A Interpol anunciou a criação de uma força-tarefa composta por países da América do Sul para o combate ao tráfico transnacional de drogas, em uma iniciativa que terá o Brasil como coordenador. O grupo de trabalho ficará sediado no escritório regional da organização em Buenos Aires, na Argentina, e a expectativa é que todas as nações da região integrem a unidade com o envio de pelo menos um agente cada.
O recrutamento dos policiais está previsto para começar em março, estabelecendo um modelo que permite a execução de operações simultâneas e articuladas entre os países membros.
O secretário-geral da Interpol, Valdecy Urquiza, explicou que a nova estrutura permitirá a identificação de ativos de organizações criminosas e a geração de inteligência para novas ações. Segundo ele, o modelo garantirá um volume de operações significativamente superior ao patamar atual.
A parceria foi oficializada nessa segunda-feira (23), por meio de um acordo assinado pelo governo brasileiro. Para o primeiro ano do projeto, o Ministério da Justiça e Segurança Pública (MJSP) prevê um investimento inicial de aproximadamente R$ 11 milhões.
A estrutura da força-tarefa foi inspirada na Força Integrada de Combate ao Crime Organizado (FICCO), modelo brasileiro que já atua de forma coordenada entre autoridades federais e estaduais em diversos estados.
De acordo com a secretária nacional de Políticas sobre Drogas e Gestão de Ativos (SENAD), Marta Machado, o objetivo é que os agentes tenham acesso aos bancos de dados globais da Interpol e realizem operações com cooperação em tempo real, fomentando ações estratégicas para a desarticulação do crime organizado na região.
Esta cooperação é um desdobramento de um acordo inicial firmado em junho do ano passado em Lyon, na França, quando o presidente Luiz Inácio Lula da Silva se comprometeu com o fortalecimento do combate às facções.

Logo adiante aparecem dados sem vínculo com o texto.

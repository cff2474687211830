//! Wiring and lifecycle of a serving orchestrator.

use std::sync::{Arc, Mutex};

use anyhow::{Context, Result};
use futures::future::BoxFuture;
use tokio::sync::oneshot;

use crate::builder::{BuildEngine, EngineParts, random_build_id};
use crate::config::Config;
use crate::console::Console;
use crate::env::EnvManager;
use crate::loader::ScriptPaths;
use crate::log_store::LogStore;
use crate::runner::{
    LocalSupervisor, Pm2Supervisor, ProcessSupervisor, RunSupervisor, RunnerParts,
};
use crate::settings::SettingsHandle;
use crate::store::Store;
use crate::webhook::{self, AppState, SharedState};

/// Which process supervisor backs the run queue.
#[derive(Debug, Clone, Copy, PartialEq, Eq, clap::ValueEnum)]
pub enum SupervisorKind {
    Pm2,
    Local,
}

impl SupervisorKind {
    pub fn create(&self) -> Arc<dyn ProcessSupervisor> {
        match self {
            Self::Pm2 => Arc::new(Pm2Supervisor::default()),
            Self::Local => Arc::new(LocalSupervisor::new()),
        }
    }
}

#[derive(Debug, Clone)]
pub struct ServeOptions {
    /// Overrides `webhookPort`
    pub port: Option<u16>,
    pub console: bool,
    pub supervisor: SupervisorKind,
}

type ShutdownHook = Box<dyn FnOnce() -> BoxFuture<'static, ()> + Send>;

/// Callbacks run once when the orchestrator exits, in registration order.
#[derive(Clone, Default)]
pub struct ShutdownHooks {
    hooks: Arc<Mutex<Vec<ShutdownHook>>>,
}

impl ShutdownHooks {
    pub fn register(&self, hook: impl FnOnce() -> BoxFuture<'static, ()> + Send + 'static) {
        match self.hooks.lock() {
            Ok(mut hooks) => hooks.push(Box::new(hook)),
            Err(poisoned) => poisoned.into_inner().push(Box::new(hook)),
        }
    }

    pub async fn run(&self) {
        let hooks = match self.hooks.lock() {
            Ok(mut hooks) => std::mem::take(&mut *hooks),
            Err(poisoned) => std::mem::take(&mut *poisoned.into_inner()),
        };
        for hook in hooks {
            hook().await;
        }
    }
}

pub struct App {
    pub config: Config,
    pub settings: SettingsHandle,
    pub store: Store,
    pub logs: Arc<LogStore>,
    pub engine: BuildEngine,
    pub runner: RunSupervisor,
    pub state: SharedState,
    pub shutdown: ShutdownHooks,
}

impl App {
    /// Open the root directory and construct every component. Must be called
    /// inside a tokio runtime.
    pub fn open(config: Config, supervisor: Arc<dyn ProcessSupervisor>) -> Result<Self> {
        config.ensure_directories()?;
        let settings = SettingsHandle::load_or_default(config.settings_path.clone());
        let env = Arc::new(EnvManager::load(&config.root)?);
        let store = Store::open(&config.db_path).context("Failed to open database")?;
        let logs = Arc::new(LogStore::new(&config.log_dir));
        let scripts = ScriptPaths::new(&config.script_dir);

        let engine = BuildEngine::new(EngineParts {
            store: store.clone(),
            logs: logs.clone(),
            env: env.clone(),
            settings: settings.clone(),
            build_root: config.build_root.clone(),
            function: scripts.build_function(),
            ids: Arc::new(random_build_id),
        });
        let runner = RunSupervisor::new(RunnerParts {
            store: store.clone(),
            logs: logs.clone(),
            env: env.clone(),
            settings: settings.clone(),
            build_root: config.build_root.clone(),
            supervisor,
        });
        let state = Arc::new(AppState {
            store: store.clone(),
            engine: engine.clone(),
            runner: runner.clone(),
            env,
            build_root: config.build_root.clone(),
            webhook: scripts.webhook_function(),
        });

        let shutdown = ShutdownHooks::default();
        {
            let runner = runner.clone();
            let settings = settings.clone();
            shutdown.register(move || {
                Box::pin(async move {
                    let cleanup = settings.get().cleanup_process;
                    tracing::info!(cleanup, "stopping run supervisor");
                    runner.shutdown(cleanup).await;
                })
            });
        }

        Ok(Self {
            config,
            settings,
            store,
            logs,
            engine,
            runner,
            state,
            shutdown,
        })
    }

    /// Recover the active process, serve the webhook and, optionally, the
    /// console, until a signal, a server error or the operator exits.
    /// Shutdown hooks run on every path out.
    pub async fn serve(&self, options: &ServeOptions) -> Result<()> {
        self.runner.init().await;

        let port = options
            .port
            .unwrap_or_else(|| self.settings.get().webhook_port);
        let (stop_tx, stop_rx) = oneshot::channel::<()>();
        let mut server = tokio::spawn(webhook::serve(self.state.clone(), port, async move {
            let _ = stop_rx.await;
        }));

        let console = if options.console {
            let console = Console::new(self.store.clone(), self.runner.clone(), self.settings.clone());
            Some(tokio::spawn(async move { console.run().await }))
        } else {
            None
        };
        let console_done = async move {
            let result: Result<()> = match console {
                Some(handle) => handle.await.context("Console task failed")?,
                None => futures::future::pending().await,
            };
            result
        };

        let mut server_done = false;
        let outcome = tokio::select! {
            signal = wait_for_signal() => signal.map(|name| {
                tracing::info!(signal = name, "shutting down");
            }),
            served = &mut server => {
                server_done = true;
                served.context("Webhook server task failed").and_then(|r| r)
            }
            operator = console_done => operator.map(|()| {
                tracing::info!("operator exit");
            }),
        };

        let _ = stop_tx.send(());
        if !server_done && let Err(e) = server.await {
            tracing::warn!("webhook server task failed: {}", e);
        }
        if let Err(e) = &outcome {
            tracing::error!("{:#}", e);
        }
        self.shutdown.run().await;
        outcome
    }
}

#[cfg(unix)]
async fn wait_for_signal() -> Result<&'static str> {
    use tokio::signal::unix::{SignalKind, signal};
    let mut term = signal(SignalKind::terminate()).context("Failed to install SIGTERM handler")?;
    tokio::select! {
        ctrl_c = tokio::signal::ctrl_c() => {
            ctrl_c.context("Failed to install Ctrl+C handler")?;
            Ok("SIGINT")
        }
        _ = term.recv() => Ok("SIGTERM"),
    }
}

#[cfg(not(unix))]
async fn wait_for_signal() -> Result<&'static str> {
    tokio::signal::ctrl_c()
        .await
        .context("Failed to install Ctrl+C handler")?;
    Ok("SIGINT")
}

#[cfg(test)]
mod tests {
    use super::*;
    use std::sync::atomic::{AtomicUsize, Ordering};
    use tempfile::TempDir;

    #[tokio::test]
    async fn test_shutdown_hooks_run_once_in_order() {
        let hooks = ShutdownHooks::default();
        let order = Arc::new(Mutex::new(Vec::new()));
        for n in 0..3 {
            let order = order.clone();
            hooks.register(move || {
                Box::pin(async move {
                    order.lock().unwrap().push(n);
                })
            });
        }
        hooks.run().await;
        hooks.run().await;
        assert_eq!(*order.lock().unwrap(), vec![0, 1, 2]);
    }

    #[tokio::test]
    async fn test_open_creates_layout_and_registers_cleanup() {
        let dir = TempDir::new().unwrap();
        let config = Config::new(dir.path().join("root")).unwrap();
        let app = App::open(config, SupervisorKind::Local.create()).unwrap();

        assert!(app.config.db_path.exists());
        assert!(app.config.settings_path.exists());
        assert!(app.config.script_dir.is_dir());

        let ran = Arc::new(AtomicUsize::new(0));
        let counter = ran.clone();
        app.shutdown.register(move || {
            Box::pin(async move {
                counter.fetch_add(1, Ordering::SeqCst);
            })
        });
        app.shutdown.run().await;
        assert_eq!(ran.load(Ordering::SeqCst), 1);
        assert!(!app.runner.restart_current_process().await);
    }
}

Durante o evento de assinatura, o ministro da Justiça e Segurança Pública, Wellington Cesar Lima e Silva, classificou a segurança pública como uma “preocupação obsessiva” da pasta.
O ministro destacou que a parceria viabiliza um fluxo ágil de informações, permitindo que as forças de segurança se antecipem às ações criminosas. Lima e Silva ressaltou que a iniciativa eleva o combate ao crime organizado ao patamar de prioridade e “ação de Estado”, conforme diretriz estabelecida pelo presidente Lula.
A movimentação ocorre em um momento de pressão política, dado que a segurança pública é uma das áreas com pior avaliação do governo federal. Em janeiro, um levantamento da Paraná Pesquisas indicou que 44,3% dos brasileiros consideram que o setor piorou na atual gestão.
O tema, que se tornou um ponto central de disputa entre o Planalto e a oposição, deve ser um dos eixos principais da campanha eleitoral deste ano.